Malbon is popular because it solved a problem that golf apparel had been ignoring for thirty years. The problem was simple. The customer who wanted to play golf no longer dressed like the customer golf apparel was designed for. By 2017, the average golfer was younger, more style-conscious, and exposed to streetwear, hip-hop, and skate culture in a way that the traditional golf brands had never accounted for. Stephen and Erica Malbon launched their brand in Los Angeles that year with the explicit goal of making clothing that golfers under 40 actually wanted to wear. Eight years later, they have arguably the most culturally influential golf brand of the decade.

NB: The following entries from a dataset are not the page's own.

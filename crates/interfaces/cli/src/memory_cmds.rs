use chrono::Utc;

use being_config::AppConfig;
use being_memory::{MemoryRecord, MemoryStats, RecordPayload};
use being_runtime::{Scheduler, StatusSnapshot};

pub(crate) fn print_status(config: &AppConfig, status: &StatusSnapshot) {
    println!("{}", config.agent.name);
    println!(
        "- energy: {:.2}  mood: {}",
        status.state.energy, status.state.mood
    );
    match status.state.last_activity_timestamp {
        Some(at) => println!("- last activity: {}", at.to_rfc3339()),
        None => println!("- last activity: never"),
    }
    print_stats(&status.memory);

    if let Some(next) = status.next_available.first() {
        println!(
            "- next available: {} in {:.0}s",
            next.activity, next.available_in_secs
        );
    }

    println!("recent:");
    print_records(&status.recent.iter().collect::<Vec<_>>());
    if !status.pending_chat.is_empty() {
        println!("pending chat:");
        print_records(&status.pending_chat.iter().collect::<Vec<_>>());
    }
}

pub(crate) fn print_stats(stats: &MemoryStats) {
    println!(
        "- memory: total={} short_term={} long_term={} pending_chat={} categories={}",
        stats.total, stats.short_term, stats.long_term, stats.pending_chat, stats.categories
    );
}

pub(crate) async fn print_activities(scheduler: &Scheduler) {
    let now = Utc::now();
    let registry = scheduler.registry().await;
    if registry.is_empty() {
        println!("no activities registered");
        return;
    }
    for next in registry.next_available(now) {
        let Some(descriptor) = registry.get(&next.activity) else {
            continue;
        };
        let availability = if next.available_in_secs <= 0.0 {
            "ready".to_string()
        } else {
            format!("in {:.0}s", next.available_in_secs)
        };
        let caps = if descriptor.required_capabilities.is_empty() {
            "-".to_string()
        } else {
            descriptor
                .required_capabilities
                .iter()
                .cloned()
                .collect::<Vec<_>>()
                .join(",")
        };
        println!(
            "{:<24} cost={:.2} cooldown={:>6.0}s caps={caps} {availability}",
            descriptor.name, descriptor.energy_cost, next.cooldown_secs
        );
    }
}

pub(crate) fn print_records(records: &[&MemoryRecord]) {
    if records.is_empty() {
        println!("  (none)");
        return;
    }
    for record in records {
        println!("  {}", describe(record));
    }
}

fn describe(record: &MemoryRecord) -> String {
    let when = record.timestamp.format("%Y-%m-%d %H:%M:%S");
    match &record.payload {
        RecordPayload::Activity(result) => {
            let outcome = if result.success {
                "ok".to_string()
            } else {
                format!("failed: {}", result.error.as_deref().unwrap_or("unknown error"))
            };
            format!("[{}] {when} {} {outcome}", record.id_short(), record.category)
        }
        RecordPayload::Chat { message, response } => {
            let mut line = format!(
                "[{}] {when} {:?} <{}> {}",
                record.id_short(),
                record.status,
                message.sender,
                message.message
            );
            if let Some(response) = response {
                line.push_str(&format!(" => {}", response.message));
            }
            line
        }
    }
}
pub mod collaborators;
pub mod daemon;
pub mod error;
mod events;
pub mod registry;
pub mod scheduler;
mod shared_data;

pub use collaborators::{ActivityExecutor, DryRunExecutor, RankingService, UnavailableRanking};
pub use daemon::{
    DaemonOptions, RunMode, SchedulerHandle, StatusSnapshot, StoreAccess, bootstrap,
    open_read_only, open_store, spawn,
};
pub use error::{ConfigError, SchedulerError};
pub use events::SchedulerEvent;
pub use registry::{ActivityDescriptor, ConstraintRegistry, NextAvailable, eligible};
pub use scheduler::{
    CycleOutcome, CycleReport, Decision, FallbackReason, Phase, Scheduler, SchedulerSettings,
    ScoringWeights,
};
pub use shared_data::SharedData;
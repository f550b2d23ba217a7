//! Durable snapshots of state and memory.
//!
//! Crash-safety guarantee: a snapshot is written to a `.tmp` sibling,
//! `fsync`'d, then renamed over the durable file.  A crash before the rename
//! leaves the previous file untouched; a crash after it leaves the new one.
//! Before each replace, the current file is copied to `.bak` through the same
//! tmp-and-rename path if it still verifies, so the backup is always the most
//! recent verified snapshot and never a torn write.
//!
//! A single writer per store is enforced with an exclusive OS lock on a
//! `.lock` sibling, see [`PersistenceManager::try_lock`].

use std::fs::File;
use std::path::{Path, PathBuf};
use std::time::Duration;

use chrono::{DateTime, Utc};
use fs2::FileExt;
use serde::{Deserialize, Serialize};
use tokio::io::AsyncWriteExt;
use tracing::{info, warn};

use crate::error::{MemoryError, Result};
use crate::state::State;
use crate::store::MemoryImage;

/// Current snapshot format version.  Files with a newer version are rejected.
pub const SNAPSHOT_VERSION: u32 = 1;

#[derive(Debug, Clone, PartialEq, Serialize, Deserialize)]
pub struct Snapshot {
    pub version: u32,
    pub saved_at: DateTime<Utc>,
    pub state: State,
    #[serde(flatten)]
    pub memory: MemoryImage,
}

impl Snapshot {
    pub fn new(state: State, memory: MemoryImage) -> Self {
        Self {
            version: SNAPSHOT_VERSION,
            saved_at: Utc::now(),
            state,
            memory,
        }
    }

    pub fn validate(&self) -> std::result::Result<(), String> {
        if self.version == 0 || self.version > SNAPSHOT_VERSION {
            return Err(format!("unsupported snapshot version {}", self.version));
        }
        let energy = self.state.energy;
        if !energy.is_finite() || !(0.0..=1.0).contains(&energy) {
            return Err(format!("energy {energy} outside [0, 1]"));
        }
        self.memory.validate()
    }

    fn parse(raw: &[u8]) -> std::result::Result<Self, String> {
        let snapshot: Self = serde_json::from_slice(raw).map_err(|err| err.to_string())?;
        snapshot.validate()?;
        Ok(snapshot)
    }
}

/// Where [`PersistenceManager::load`] found its data.
#[derive(Debug, Clone, PartialEq)]
pub enum Loaded {
    /// No durable file and no backup: first start.
    Fresh,
    Primary(Snapshot),
    /// The durable file was corrupt; this came from the backup.
    Restored(Snapshot),
    /// Both were unusable and empty fallback is enabled.
    EmptyFallback,
}

impl Loaded {
    pub fn into_snapshot(self) -> Option<Snapshot> {
        match self {
            Self::Primary(snapshot) | Self::Restored(snapshot) => Some(snapshot),
            Self::Fresh | Self::EmptyFallback => None,
        }
    }
}

/// Retry budget for [`PersistenceManager::save_with_retry`].
#[derive(Debug, Clone, Copy)]
pub struct RetryPolicy {
    pub max_attempts: u32,
    pub initial_backoff: Duration,
}

impl Default for RetryPolicy {
    fn default() -> Self {
        Self {
            max_attempts: 5,
            initial_backoff: Duration::from_millis(200),
        }
    }
}

/// Exclusive hold on a snapshot store.  Released when dropped.
#[derive(Debug)]
pub struct StoreLock {
    file: File,
    path: PathBuf,
}

impl StoreLock {
    pub fn path(&self) -> &Path {
        &self.path
    }
}

impl Drop for StoreLock {
    fn drop(&mut self) {
        let _ = FileExt::unlock(&self.file);
    }
}

#[derive(Debug, Clone)]
pub struct PersistenceManager {
    path: PathBuf,
    allow_empty_fallback: bool,
}

impl PersistenceManager {
    pub fn new(path: impl Into<PathBuf>) -> Self {
        Self {
            path: path.into(),
            allow_empty_fallback: false,
        }
    }

    pub fn with_empty_fallback(mut self, allow: bool) -> Self {
        self.allow_empty_fallback = allow;
        self
    }

    pub fn path(&self) -> &Path {
        &self.path
    }

    pub fn backup_path(&self) -> PathBuf {
        self.sibling("bak")
    }

    pub fn lock_path(&self) -> PathBuf {
        self.sibling("lock")
    }

    fn tmp_path(&self) -> PathBuf {
        self.sibling("tmp")
    }

    fn corrupt_path(&self) -> PathBuf {
        self.sibling("corrupt")
    }

    fn sibling(&self, suffix: &str) -> PathBuf {
        let filename = self
            .path
            .file_name()
            .map(|f| f.to_string_lossy().to_string())
            .unwrap_or_else(|| "memory.json".to_string());
        self.path.with_file_name(format!("{filename}.{suffix}"))
    }

    /// Take the exclusive writer lock for this store without blocking.
    /// Fails with [`MemoryError::Locked`] while another holder is alive,
    /// in this process or any other.
    pub fn try_lock(&self) -> Result<StoreLock> {
        if let Some(parent) = self.path.parent() {
            std::fs::create_dir_all(parent)?;
        }
        let path = self.lock_path();
        let file = File::create(&path)?;
        FileExt::try_lock_exclusive(&file).map_err(|_| MemoryError::Locked(path.clone()))?;
        Ok(StoreLock { file, path })
    }

    /// Atomically replace the durable snapshot.  Idempotent; `.tmp` files
    /// are cleaned up on any error path.
    pub async fn save(&self, snapshot: &Snapshot) -> Result<()> {
        if let Some(parent) = self.path.parent() {
            tokio::fs::create_dir_all(parent).await?;
        }
        let rendered = serde_json::to_vec_pretty(snapshot)?;

        if let Ok(current) = tokio::fs::read(&self.path).await {
            if Snapshot::parse(&current).is_ok() {
                write_atomic(&self.backup_path(), &current).await?;
            }
        }

        write_atomic(&self.path, &rendered).await
    }

    /// [`save`](Self::save) with exponential backoff.  Exhausting the budget
    /// yields [`MemoryError::Persistence`].
    pub async fn save_with_retry(&self, snapshot: &Snapshot, policy: RetryPolicy) -> Result<()> {
        let attempts = policy.max_attempts.max(1);
        let mut backoff = policy.initial_backoff;
        let mut attempt = 1;
        loop {
            match self.save(snapshot).await {
                Ok(()) => return Ok(()),
                Err(err) if attempt >= attempts => {
                    return Err(MemoryError::Persistence {
                        attempts,
                        source: Box::new(err),
                    });
                }
                Err(err) => {
                    warn!(
                        attempt,
                        error = %err,
                        path = %self.path.display(),
                        backoff_ms = backoff.as_millis() as u64,
                        "snapshot save failed, retrying"
                    );
                    tokio::time::sleep(backoff).await;
                    backoff = backoff.saturating_mul(2);
                    attempt += 1;
                }
            }
        }
    }

    /// Load and validate the durable snapshot, falling back to the backup
    /// when it is corrupt.  A corrupt file is moved to a `.corrupt` sibling
    /// for inspection and the backup is written back in its place.
    pub fn load(&self) -> Result<Loaded> {
        self.read_snapshot(true)
    }

    /// Same fallbacks as [`load`](Self::load), but never touches the files.
    /// For readers that do not hold the store lock.
    pub fn inspect(&self) -> Result<Loaded> {
        self.read_snapshot(false)
    }

    fn read_snapshot(&self, repair: bool) -> Result<Loaded> {
        let backup_path = self.backup_path();

        let reason = match std::fs::read(&self.path) {
            Ok(raw) => match Snapshot::parse(&raw) {
                Ok(snapshot) => return Ok(Loaded::Primary(snapshot)),
                Err(reason) => {
                    warn!(
                        path = %self.path.display(),
                        %reason,
                        repair,
                        "snapshot failed validation, trying backup"
                    );
                    if repair {
                        std::fs::rename(&self.path, self.corrupt_path())?;
                    }
                    reason
                }
            },
            Err(err) if err.kind() == std::io::ErrorKind::NotFound => {
                if !backup_path.exists() {
                    return Ok(Loaded::Fresh);
                }
                warn!(path = %self.path.display(), "snapshot missing but backup present");
                "snapshot missing".to_string()
            }
            Err(err) => return Err(err.into()),
        };

        match std::fs::read(&backup_path).map_err(|err| err.to_string()).and_then(|raw| {
            Snapshot::parse(&raw).map(|snapshot| (raw, snapshot))
        }) {
            Ok((raw, snapshot)) => {
                if repair {
                    let tmp_path = self.tmp_path();
                    std::fs::write(&tmp_path, raw)?;
                    std::fs::rename(&tmp_path, &self.path)?;
                }
                info!(
                    path = %backup_path.display(),
                    saved_at = %snapshot.saved_at,
                    "recovered snapshot from backup"
                );
                Ok(Loaded::Restored(snapshot))
            }
            Err(backup_reason) if self.allow_empty_fallback => {
                warn!(
                    %reason,
                    backup = %backup_reason,
                    "no valid backup, starting from an empty snapshot"
                );
                Ok(Loaded::EmptyFallback)
            }
            Err(backup_reason) => Err(MemoryError::Corruption {
                path: self.path.clone(),
                reason: format!("{reason}; backup unusable: {backup_reason}"),
            }),
        }
    }
}

/// Write `bytes` to a `.tmp` sibling of `target`, fsync it, then rename it
/// into place.
async fn write_atomic(target: &Path, bytes: &[u8]) -> Result<()> {
    let mut tmp_name = target.as_os_str().to_owned();
    tmp_name.push(".tmp");
    let tmp_path = PathBuf::from(tmp_name);

    let write_result: Result<()> = async {
        let mut file = tokio::fs::OpenOptions::new()
            .create(true)
            .write(true)
            .truncate(true)
            .open(&tmp_path)
            .await?;
        file.write_all(bytes).await?;
        file.flush().await?;
        file.sync_all().await?;
        Ok(())
    }
    .await;

    if let Err(err) = write_result {
        let _ = tokio::fs::remove_file(&tmp_path).await;
        return Err(err);
    }

    if let Err(err) = tokio::fs::rename(&tmp_path, target).await {
        let _ = tokio::fs::remove_file(&tmp_path).await;
        return Err(err.into());
    }
    Ok(())
}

The popularity comes from a handful of overlapping decisions, all of which compound.
The Collab Strategy
Malbon collaborates with brands that have no obvious golf overlap. The list reads like a fashion editor's contact book. Coca-Cola. Budweiser. Nike. Polo Ralph Lauren. New Balance. Undefeated. Jimmy Choo. Bushmills Irish Whiskey. The Grateful Dead. Larry David's Curb Your Enthusiasm. Each collab puts the brand in front of an audience that did not previously think about golf apparel. A New Balance collab gets covered on Hypebeast. A Curb collab gets posted by HBO accounts. A Grateful Dead capsule gets reposted by music culture accounts that would never share a golf brand otherwise. Each of those reposts is free reach into a non-golf audience that golf brands have been trying to reach for decades and have largely failed to convert.
The Augusta Moment
In 2024, Malbon signed Jason Day as its first PGA Tour ambassador. Two months later, Day showed up at the Masters wearing a baggy fit and a sweater vest that read "Malbon Golf Championship" in oversized block lettering across the chest. Augusta National asked him to remove the vest before his second round. The internet did the rest. "Sweatergate" became the dominant story of that Masters week. Whether you loved it or hated it, you were talking about Malbon. For a brand that had spent seven years building cultural credibility in streetwear circles, getting suddenly thrust into the center of golf's most traditional event was the inflection point.
In 2026, Day returned to Augusta wearing the Birds of Georgia capsule, a bird-print collection designed specifically for the tournament. Augusta National again asked him to tone down the look. The story repeated. Malbon's reach kept compounding.
The Brand Voice
Malbon's product copy, social posts, and store experiences feel different from other golf brands. The voice is loose, slightly tongue-in-cheek, and intentionally irreverent without being cynical. The aesthetic borrows from skate brands of the 1990s and 2000s. The logo is informal. The typefaces feel like band merch, not country club signage. Walking into a Malbon store on Fairfax in Los Angeles or in Manila or in Seoul, the experience is closer to walking into Supreme than walking into a golf shop at a private club.
The Buckets Club
In 2023, Malbon launched the Buckets Club, a digital community that has functioned as a customer retention loop and a content engine. Buckets Club members get access to exclusive drops, events, and content. The club mirrors how streetwear brands like Supreme and luxury houses like Hermes use scarcity and access as marketing tools. The community side of Malbon is part of why customers stay attached to the brand rather than treating it as a one-time fashion purchase.
The DORMIED Take
The popularity is real and the catalysts are clear, but the durability question is open. Streetwear brands have a tendency to peak culturally and then either expand into mainstream banality or contract into niche relevance. Malbon's bet is that golf is too large a category to peak the way streetwear brands typically do. The argument is reasonable. Golf has 25 million participants in the United States alone and the average customer is older than the typical streetwear buyer, which means the audience renews more slowly and stays attached for longer.
The other thing keeping Malbon culturally durable is that the brand has not abandoned its identity as it has scaled. Founder-led businesses can hold creative coherence at scale better than corporate-acquired brands, and Malbon is still founder-led. The voice has not been laundered through a brand consulting firm. The products still look like Stephen and Erica designed them, because they did. That is most of what makes Malbon Malbon, and most of why the popularity has not yet softened the way it does for other apparel brands at this point in the curve.